She became conscious of the futility of her attitude of prayer. She
raised her head and saw that a man kneeling close to the altar had
turned and was staring fixedly towards her. The man was the Prince of
Baden. Had he recognised her? She peered between her fingers; she
remarked that his gaze was puzzled; he was not then sure, though he
suspected. She waited until he turned his head again, and then she
silently rose to her feet and slipped out of the church.
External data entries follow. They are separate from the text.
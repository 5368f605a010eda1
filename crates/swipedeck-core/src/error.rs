//! Error types for swipedeck-core

use thiserror::Error;

/// Result type alias using swipedeck-core's Error
pub type Result<T> = std::result::Result<T, Error>;

/// Errors that can occur in swipedeck-core operations
#[derive(Error, Debug)]
pub enum Error {
    /// No acting user could be resolved for a write
    #[error("Not authenticated: no actor is signed in")]
    NotAuthenticated,

    /// A read or write against the backing store failed
    #[error("Persistence error: {0}")]
    Persistence(String),

    /// libSQL error
    #[error("Persistence error (libSQL): {0}")]
    LibSql(#[from] libsql::Error),

    /// Undo requested while no pass decision is armed
    #[error("Nothing to undo")]
    NothingToUndo,

    /// Undo target was already changed or removed elsewhere
    #[error("Conflict: {0}")]
    Conflict(String),

    /// Freshness lookup target is missing or inaccessible
    #[error("Unresolved entity: {0}")]
    UnresolvedEntity(String),

    /// Invalid input
    #[error("Invalid input: {0}")]
    InvalidInput(String),

    /// IO error
    #[error("IO error: {0}")]
    Io(#[from] std::io::Error),

    /// Serialization error
    #[error("Serialization error: {0}")]
    Serialization(#[from] serde_json::Error),
}

impl Error {
    /// Whether this error came from the backing store.
    pub const fn is_persistence(&self) -> bool {
        matches!(self, Self::Persistence(_) | Self::LibSql(_))
    }
}

#[cfg(test)]
mod tests {
    use super::*;

    #[test]
    fn persistence_classification() {
        assert!(Error::Persistence("disk full".into()).is_persistence());
        assert!(!Error::NothingToUndo.is_persistence());
        assert!(!Error::Conflict("gone".into()).is_persistence());
    }

    #[test]
    fn messages_name_the_failure() {
        assert_eq!(Error::NothingToUndo.to_string(), "Nothing to undo");
        assert!(Error::NotAuthenticated
            .to_string()
            .starts_with("Not authenticated"));
    }
}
She found Wogan
waiting for her in some anxiety.
"Did he recognise you?" he asked.
"He was not sure," answered Clementina. "How did you know he was at
Mass?"
"A native I spoke with told me."
Clementina climbed up into the cart.
"The Prince is not a generous man," she said hesitatingly.
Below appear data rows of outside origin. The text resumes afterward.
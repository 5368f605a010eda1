use swipedeck_core::{SwipeAction, TargetKind};

use crate::commands::common::{open_actor_service, parse_target_id, Invocation};
use crate::error::CliError;

pub async fn run_swipe(
    invocation: &Invocation,
    target: &str,
    target_kind: TargetKind,
    action: SwipeAction,
    category_hint: Option<&str>,
) -> Result<(), CliError> {
    let target_id = parse_target_id(target)?;
    let service = open_actor_service(invocation).await?;
    let event = service
        .record_swipe(&target_id, target_kind, action, category_hint)
        .await?;

    println!("{} {} {}", event.action, event.target_kind, event.target_id);
    if event.action == SwipeAction::Pass {
        println!("Run `swipedeck undo` to bring it back.");
    }
    Ok(())
}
Wogan understood her. The Prince of Baden must not know that she had
come to Peri escorted by a single cavalier. He would talk bitterly, he
would make much of his good fortune in that he had not married the
Princess Clementina, he would pity the Chevalier de St. George,--there
was a fine tale there. Wogan could trace it across the tea-tables of
Europe, and hear the malicious inextinguishable laughter which winged it
on its way. He drove off quickly from the church door.
"He leaves Peri at nine," said Wogan. "He will have no time to make
inquiries. We have but to avoid the inn he stays at. There is a second
at the head of the village which we passed."
To this second inn Wogan drove, and was welcomed by a shrewish woman
whose sour face was warmed for once in a way into something like
enthusiasm.
"A lodging indeed you shall have," cried she, "and a better lodging than
the Prince of Baden can look back upon, though he pay never so dearly
for it. Poor man, he will have slept wakefully this night! Here, sir,
you will find honest board and an honest bed for yourself and your sweet
lady, and an honest bill to set you off in a sweet humour in the
morning."
"Nay, my good woman," interrupted Wogan, hastily. "This is no sweet lady
of mine, nor are we like to stay until the morrow. The truth is, we are
a party of four, but our carriage snapped its axle some miles back. The
young lady's uncle and aunt are following us, and we wait only for their
arrival."
Wogan examined the inn and thought the disposition of it very
convenient. It made three sides of a courtyard open to the road. On the
right and the bottom were farm-buildings and a stable; the inn was the
wing upon the left hand. The guest rooms, of which there were four, were
all situated upon the first floor and looked out upon a little thicket
of fir-trees at the back of the wing. They were approached by a
staircase, which ran up with a couple of turns from the courtyard itself
and on the outside of the house-wall. Wogan was very pleased with that
staircase; it was narrow. He was pleased, too, because there were no
other travellers in the inn. He went back to the landlady.